Chapter 8. Making Pig Fly
Who says Pigs can’t fly? Knowing how to optimize your Pig Latin scripts can make a significant difference in how they perform. Pig is still a young project and does not have a sophisticated optimizer that can make the right choices. Instead, consistent with Pig’s philosophy of user choice, it relies on you to make these choices. Beyond just optimizing your scripts, Pig and MapReduce can be tuned to perform better based on your workload. And there are ways to optimize your data layout as well. This chapter covers a number of features you can use to help Pig fly.
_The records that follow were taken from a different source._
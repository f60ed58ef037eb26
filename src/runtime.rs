// 50 Hz loop with watchdog
// Drives four swerve modules from the latest command. If commands stop
// arriving for longer than CMD_TIMEOUT every module is stopped until a fresh
// command shows up.

use std::time::Duration;

use tokio::time::interval;
use tracing::{debug, info, warn};

use crate::clock::{Clock, MonotonicClock};
use crate::config::{CMD_TIMEOUT, LOOP_HZ, RuntimeConfig, TOPIC_CMD_MODULES, TOPIC_HEALTH, TOPIC_RT_MODULES};
use crate::drive::{ModuleError, ModuleHardware, ModuleLocation, SwerveModule};
use crate::messages::{ModuleCommand, ModuleTelemetry, RuntimeHealth};
use crate::motor::{AbsoluteEncoder, Actuator, MotorKind, RotateActuator, SimAbsoluteEncoder, SimMotor};

pub struct Runtime<D, R, E, C>
where
    D: Actuator,
    R: RotateActuator,
    E: AbsoluteEncoder,
    C: Clock,
{
    modules: Vec<SwerveModule<D, R, E, C>>,
    clock: C,
    latest_cmd: Option<ModuleCommand>,
    cmd_received_at: Duration,
    health: RuntimeHealth,
}

impl<D, R, E, C> Runtime<D, R, E, C>
where
    D: Actuator,
    R: RotateActuator,
    E: AbsoluteEncoder,
    C: Clock,
{
    pub fn new(modules: Vec<SwerveModule<D, R, E, C>>, clock: C) -> Self {
        let cmd_received_at = clock.now();
        Self {
            modules,
            clock,
            latest_cmd: None,
            cmd_received_at,
            health: RuntimeHealth::CmdStale, // Start stale until first cmd
        }
    }

    /// Process incoming command
    pub fn on_command(&mut self, cmd: ModuleCommand) {
        debug!("Received command: {:?}", &cmd);
        self.latest_cmd = Some(cmd);
        self.cmd_received_at = self.clock.now();
    }

    /// Run one control tick and return telemetry for every module
    pub fn tick(&mut self) -> Vec<ModuleTelemetry> {
        for module in &mut self.modules {
            module.periodic();
        }

        let cmd_age = self.clock.now().saturating_sub(self.cmd_received_at);
        match &self.latest_cmd {
            Some(cmd) if cmd_age <= CMD_TIMEOUT => {
                if self.health != RuntimeHealth::Ok {
                    info!("Commands flowing, driving modules");
                }
                self.health = RuntimeHealth::Ok;
                for module in &mut self.modules {
                    if cmd.lock {
                        module.lock();
                    } else if let Some((velocity, rate)) = cmd.chassis_motion() {
                        module.set_from_states_with_traction(&cmd.states, velocity, rate);
                    } else {
                        module.set_from_states(&cmd.states);
                    }
                }
            }
            _ => {
                // Watchdog triggered (or no command ever received) - stop the modules
                if self.health != RuntimeHealth::CmdStale {
                    warn!("Command stale ({:?} old), stopping modules", cmd_age);
                }
                self.health = RuntimeHealth::CmdStale;
                for module in &mut self.modules {
                    module.stop();
                }
            }
        }

        self.telemetry()
    }

    pub fn health(&self) -> RuntimeHealth {
        self.health
    }

    pub fn modules(&self) -> &[SwerveModule<D, R, E, C>] {
        &self.modules
    }

    fn telemetry(&self) -> Vec<ModuleTelemetry> {
        self.modules
            .iter()
            .map(|module| ModuleTelemetry {
                location: module.location(),
                state: module.state(),
                position: module.position(),
                auto_lock: module.auto_lock_phase(),
                traction_control: module.is_traction_control_enabled(),
                slipping: module.is_slipping(),
            })
            .collect()
    }
}

pub type SimModule<C> = SwerveModule<SimMotor, SimMotor, SimAbsoluteEncoder, C>;

/// Build one module on simulated hardware
///
/// The absolute encoder follows the rotate motor, so drift resync is a no-op.
pub fn sim_module<C: Clock>(
    config: &RuntimeConfig,
    location: ModuleLocation,
    clock: C,
) -> Result<SimModule<C>, ModuleError> {
    let period = Duration::from_millis(1000 / LOOP_HZ);
    let name = format!("{:?}", location).to_lowercase();
    let drive = SimMotor::new(format!("{}_drive", name), config.drive_motor, period);
    let rotate = SimMotor::new(format!("{}_rotate", name), MotorKind::Neo, period);
    let encoder = SimAbsoluteEncoder::mounted_on(rotate.clone());

    let hardware = ModuleHardware::new(drive, rotate, encoder);
    let mut module = SwerveModule::with_clock(hardware, config.module_settings(location), clock)?;
    apply_defaults(&mut module, config);
    Ok(module)
}

/// Apply the configured traction-control and auto-lock defaults
pub fn apply_defaults<D, R, E, C>(module: &mut SwerveModule<D, R, E, C>, config: &RuntimeConfig)
where
    D: Actuator,
    R: RotateActuator,
    E: AbsoluteEncoder,
    C: Clock,
{
    module.set_auto_lock(config.auto_lock);
    if !config.traction_control {
        module.disable_traction_control();
    }
}

pub async fn run(config: RuntimeConfig) -> Result<(), Box<dyn std::error::Error + Send + Sync>> {
    let clock = MonotonicClock::new();
    let modules = ModuleLocation::ALL
        .iter()
        .map(|&location| sim_module(&config, location, clock))
        .collect::<Result<Vec<_>, _>>()?;
    info!("Built {} simulated modules", modules.len());

    info!("Opening Zenoh session...");
    let session = zenoh::open(zenoh::Config::default()).await?;

    info!("Setting up publishers and subscribers...");
    let subscriber = session.declare_subscriber(TOPIC_CMD_MODULES).await?;
    let pub_telemetry = session.declare_publisher(TOPIC_RT_MODULES).await?;
    let pub_health = session.declare_publisher(TOPIC_HEALTH).await?;

    let mut runtime = Runtime::new(modules, clock);
    let mut tick = interval(Duration::from_millis(1000 / LOOP_HZ));

    info!(
        "Runtime started: {}Hz loop, {}ms watchdog timeout",
        LOOP_HZ,
        CMD_TIMEOUT.as_millis()
    );
    info!("Subscribed to: {}", TOPIC_CMD_MODULES);
    info!("Publishing to: {}, {}", TOPIC_RT_MODULES, TOPIC_HEALTH);

    loop {
        tick.tick().await;

        // 1. Drain all pending commands (non-blocking), keep latest
        while let Ok(Some(sample)) = subscriber.try_recv() {
            let payload = sample.payload().to_bytes();
            match serde_json::from_slice::<ModuleCommand>(&payload) {
                Ok(cmd) => runtime.on_command(cmd),
                Err(e) => warn!("Failed to parse command: {}", e),
            }
        }

        // 2. Refresh inputs and drive the modules (includes watchdog logic)
        let telemetry = runtime.tick();

        // 3. Publish telemetry
        let telemetry_json = serde_json::to_string(&telemetry)?;
        pub_telemetry.put(telemetry_json).await?;

        // 4. Publish health
        let health_json = serde_json::to_string(&runtime.health())?;
        pub_health.put(health_json).await?;
    }
}

#[cfg(test)]
mod tests {
    use super::*;
    use crate::clock::ManualClock;
    use crate::drive::{AutoLockPhase, ModuleState, Rotation};

    fn runtime(config: &RuntimeConfig) -> (Runtime<SimMotor, SimMotor, SimAbsoluteEncoder, ManualClock>, ManualClock) {
        let clock = ManualClock::new();
        let modules = ModuleLocation::ALL
            .iter()
            .map(|&location| sim_module(config, location, clock.clone()).unwrap())
            .collect();
        (Runtime::new(modules, clock.clone()), clock)
    }

    fn step(clock: &ManualClock) {
        clock.advance(Duration::from_millis(1000 / LOOP_HZ));
    }

    #[test]
    fn test_starts_stale_and_stopped() {
        let (mut rt, _clock) = runtime(&RuntimeConfig::default());
        let telemetry = rt.tick();
        assert_eq!(rt.health(), RuntimeHealth::CmdStale);
        assert_eq!(telemetry.len(), 4);
        assert!(telemetry.iter().all(|t| t.state.speed == 0.0));
    }

    #[test]
    fn test_fresh_command_drives_modules() {
        let (mut rt, clock) = runtime(&RuntimeConfig::default());
        let mut cmd = ModuleCommand::uniform(ModuleState::new(1.0, Rotation::ZERO));
        cmd.states[2].speed = 0.5;
        rt.on_command(cmd);

        rt.tick();
        step(&clock);
        let telemetry = rt.tick();

        assert_eq!(rt.health(), RuntimeHealth::Ok);
        let speeds: Vec<f64> = telemetry.iter().map(|t| t.state.speed.abs()).collect();
        assert_eq!(speeds, vec![1.0, 1.0, 0.5, 1.0]);
        assert!(telemetry.iter().all(|t| t.auto_lock == AutoLockPhase::Driving));
    }

    #[test]
    fn test_watchdog_stops_modules() {
        let (mut rt, clock) = runtime(&RuntimeConfig::default());
        rt.on_command(ModuleCommand::uniform(ModuleState::new(1.0, Rotation::ZERO)));
        rt.tick();
        assert_eq!(rt.health(), RuntimeHealth::Ok);

        clock.advance(CMD_TIMEOUT + Duration::from_millis(1));
        rt.tick();
        assert_eq!(rt.health(), RuntimeHealth::CmdStale);

        let telemetry = rt.tick();
        assert!(telemetry.iter().all(|t| t.state.speed == 0.0));
    }

    #[test]
    fn test_lock_command_locks_every_module() {
        let (mut rt, clock) = runtime(&RuntimeConfig::default());
        rt.on_command(ModuleCommand {
            lock: true,
            ..ModuleCommand::default()
        });
        rt.tick();
        step(&clock);
        let telemetry = rt.tick();

        assert!(telemetry.iter().all(|t| t.auto_lock == AutoLockPhase::Locked));
        // Every wheel points at the chassis centre
        let angles: Vec<f64> = telemetry.iter().map(|t| t.state.angle.degrees()).collect();
        let expected = [45.0, -45.0, 135.0, -135.0];
        for (angle, expected) in angles.iter().zip(expected) {
            assert!((angle - expected).abs() < 1e-6, "{:?}", angles);
        }
    }

    #[test]
    fn test_traction_applied_with_chassis_motion() {
        let (mut rt, clock) = runtime(&RuntimeConfig::default());
        // Chassis reported stationary while the wheels are asked for 2 m/s
        let mut cmd = ModuleCommand::uniform(ModuleState::new(2.0, Rotation::ZERO));
        cmd.inertial_velocity = Some(0.0);
        cmd.rotation_rate = Some(0.0);
        rt.on_command(cmd);

        // Wheels at rest: no slip, full request goes out
        let telemetry = rt.tick();
        assert!(telemetry.iter().all(|t| !t.slipping));

        // Wheels now spin at 2 m/s over stationary ground
        step(&clock);
        let telemetry = rt.tick();
        assert!(telemetry.iter().all(|t| (t.state.speed.abs() - 2.0).abs() < 1e-9));
        assert!(telemetry.iter().all(|t| t.slipping));

        step(&clock);
        let telemetry = rt.tick();
        assert!(telemetry.iter().all(|t| t.state.speed.abs() < 0.1));
    }

    #[test]
    fn test_config_defaults_applied() {
        let config = RuntimeConfig {
            traction_control: false,
            auto_lock: false,
            ..RuntimeConfig::default()
        };
        let (rt, _clock) = runtime(&config);
        assert!(rt.modules().iter().all(|m| !m.is_traction_control_enabled()));
        assert!(rt.modules().iter().all(|m| !m.is_auto_lock_enabled()));
    }
}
Before diving into the details of how to optimize your Pig Latin, it is worth understanding what items tend to create bottlenecks in Pig jobs:
- Input size
It does not seem that a massively parallel system should be I/O bound. Hadoop’s parallelism reduces I/O bound but does not entirely remove it. You can always add more map tasks. However, the law of diminishing returns comes into effect. Additional maps take more time to start up, and MapReduce has to find more slots in which to run them. If you have twice as many maps as you have slots to run them, it will take twice your average map time to run all of your maps. Adding one more map in that case will actually make it worse because the map time will increase to three times the average. Also, every record that is read might need to be decompressed and will need to be deserialized.
- Shuffle size
By shuffle size I mean the data that is moved from your map ...